Elle souligne que le montant devrait atteindre 2,6 milliards de dollars en 2024, y compris une euro-obligation de 850 millions de dollars arrivant à échéance en février 2024 alors que le coût du financement augmente et que le taux de change du dinar baisse, le service de la dette extérieure s’élève à 2,27 milliards de TND pour 2023, soit 683 millions de dollars d’augmentation de 28% par rapport à 2022.
De ce fait, on estime le total des financements extérieurs nécessaires pour financer le budget prévisionnel record déficit de 25 milliards TND s’élève à 14,85 milliards TND soit 4,5 milliards US$. Une augmentation très significative à partir de 2022.
Un large gap budgétaire de 4,77 milliards de dinars estimé pour 2023
Il a été noté en outre que le document LF2023 identifie quelques sources de financements étrangers, notamment un prêt d’Afreximbank et de la Banque Africaine de Développement (BAD) obtenu fin 2022 pour un total de 600 millions US$, et un prêt de l’Algérie pour 300 millions US$.
Tous les autres engagements identifiés sont subordonnés à un accord du FMI. Même après prise en compte de tous les montants identifiés dont disposerait le pays, le budget laisse un large gap de 4,77 milliards de dinars soit 1,4 milliard US$ ouvert sous la rubrique « Autres emprunts extérieurs ». Le risque non financé est très élevé.
La note de RLS considère la propagation du risque de crédit et la flambée des taux d’intérêt exigés par les marchés internationaux pour les prêts tunisiens comme pleinement justifiées par le financement de la « Loi des Finances 2023 » – LF2023 – et des précédentes depuis la pandémie de Covid19.

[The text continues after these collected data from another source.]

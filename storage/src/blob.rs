use crate::error::StorageError;
use crate::types::BlobData;
use async_trait::async_trait;
use parking_lot::RwLock;
use std::collections::HashMap;

/// Read access to the container holding the flow files.
#[async_trait]
pub trait BlobStore: Send + Sync {
    /// Loads a blob with its metadata. `Ok(None)` if it does not exist.
    async fn fetch(&self, name: &str) -> Result<Option<BlobData>, StorageError>;
}

/// Process-local blob store. Used for development and tests.
#[derive(Default)]
pub struct MemoryBlobStore {
    blobs: RwLock<HashMap<String, BlobData>>,
}

impl MemoryBlobStore {
    pub fn new() -> Self {
        Self::default()
    }

    pub fn insert(&self, blob: BlobData) {
        self.blobs.write().insert(blob.name.clone(), blob);
    }

    pub fn remove(&self, name: &str) -> Option<BlobData> {
        self.blobs.write().remove(name)
    }
}

#[async_trait]
impl BlobStore for MemoryBlobStore {
    async fn fetch(&self, name: &str) -> Result<Option<BlobData>, StorageError> {
        Ok(self.blobs.read().get(name).cloned())
    }
}
use serde::Deserialize;

#[derive(Clone, Deserialize, Debug, PartialEq)]
#[serde(rename_all = "lowercase")]
#[serde(tag = "type")]
pub enum StoreType {
    /// Process-local, lost on restart.
    Memory,
    Azure { connection_string: String },
}

fn default_container() -> String {
    "fdr3-flows".into()
}

fn default_table() -> String {
    "fdr3conversionerrors".into()
}

fn default_timeout_secs() -> u64 {
    30
}

#[derive(Clone, Deserialize, Debug, PartialEq)]
pub struct BlobStoreConfig {
    #[serde(flatten)]
    pub r#type: StoreType,
    #[serde(default = "default_container")]
    pub container: String,
    /// Upper bound on a single storage request
    #[serde(default = "default_timeout_secs")]
    pub timeout_secs: u64,
}

#[derive(Clone, Deserialize, Debug, PartialEq)]
pub struct TableStoreConfig {
    #[serde(flatten)]
    pub r#type: StoreType,
    #[serde(default = "default_table")]
    pub table: String,
    #[serde(default = "default_timeout_secs")]
    pub timeout_secs: u64,
}

impl BlobStoreConfig {
    pub fn memory() -> Self {
        BlobStoreConfig {
            r#type: StoreType::Memory,
            container: default_container(),
            timeout_secs: default_timeout_secs(),
        }
    }
}

impl TableStoreConfig {
    pub fn memory() -> Self {
        TableStoreConfig {
            r#type: StoreType::Memory,
            table: default_table(),
            timeout_secs: default_timeout_secs(),
        }
    }
}

#[cfg(test)]
mod tests {
    use super::*;

    #[test]
    fn test_azure_blob_store() {
        let yaml = r#"
type: azure
connection_string: "UseDevelopmentStorage=true"
container: flows
timeout_secs: 5
"#;
        let config: BlobStoreConfig = serde_yaml::from_str(yaml).unwrap();
        assert_eq!(
            config,
            BlobStoreConfig {
                r#type: StoreType::Azure {
                    connection_string: "UseDevelopmentStorage=true".into()
                },
                container: "flows".into(),
                timeout_secs: 5,
            }
        );
    }

    #[test]
    fn test_table_store_defaults() {
        let config: TableStoreConfig = serde_yaml::from_str("type: memory").unwrap();
        assert_eq!(config.r#type, StoreType::Memory);
        assert_eq!(config.table, "fdr3conversionerrors");
        assert_eq!(config.timeout_secs, 30);
        assert_eq!(config, TableStoreConfig::memory());
    }

    #[test]
    fn test_unknown_store_type() {
        assert!(serde_yaml::from_str::<TableStoreConfig>("type: gcs").is_err());
    }
}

On précise, dans ce contexte, que les marchés internationaux exigent un taux d’intérêt de 50% pour les nouveaux prêts à la Tunisie, ce qui signifie que ces marchés sont, de facto, fermés. Le gouvernement et le président n’ont d’autre recours que le FMI, martèle la note de RLS concluant que l’écart de 1,4 milliard de dollars US dans le déficit de financement international souligne le besoin urgent d’un prêt de 1,9 milliard de dollars US du FMI.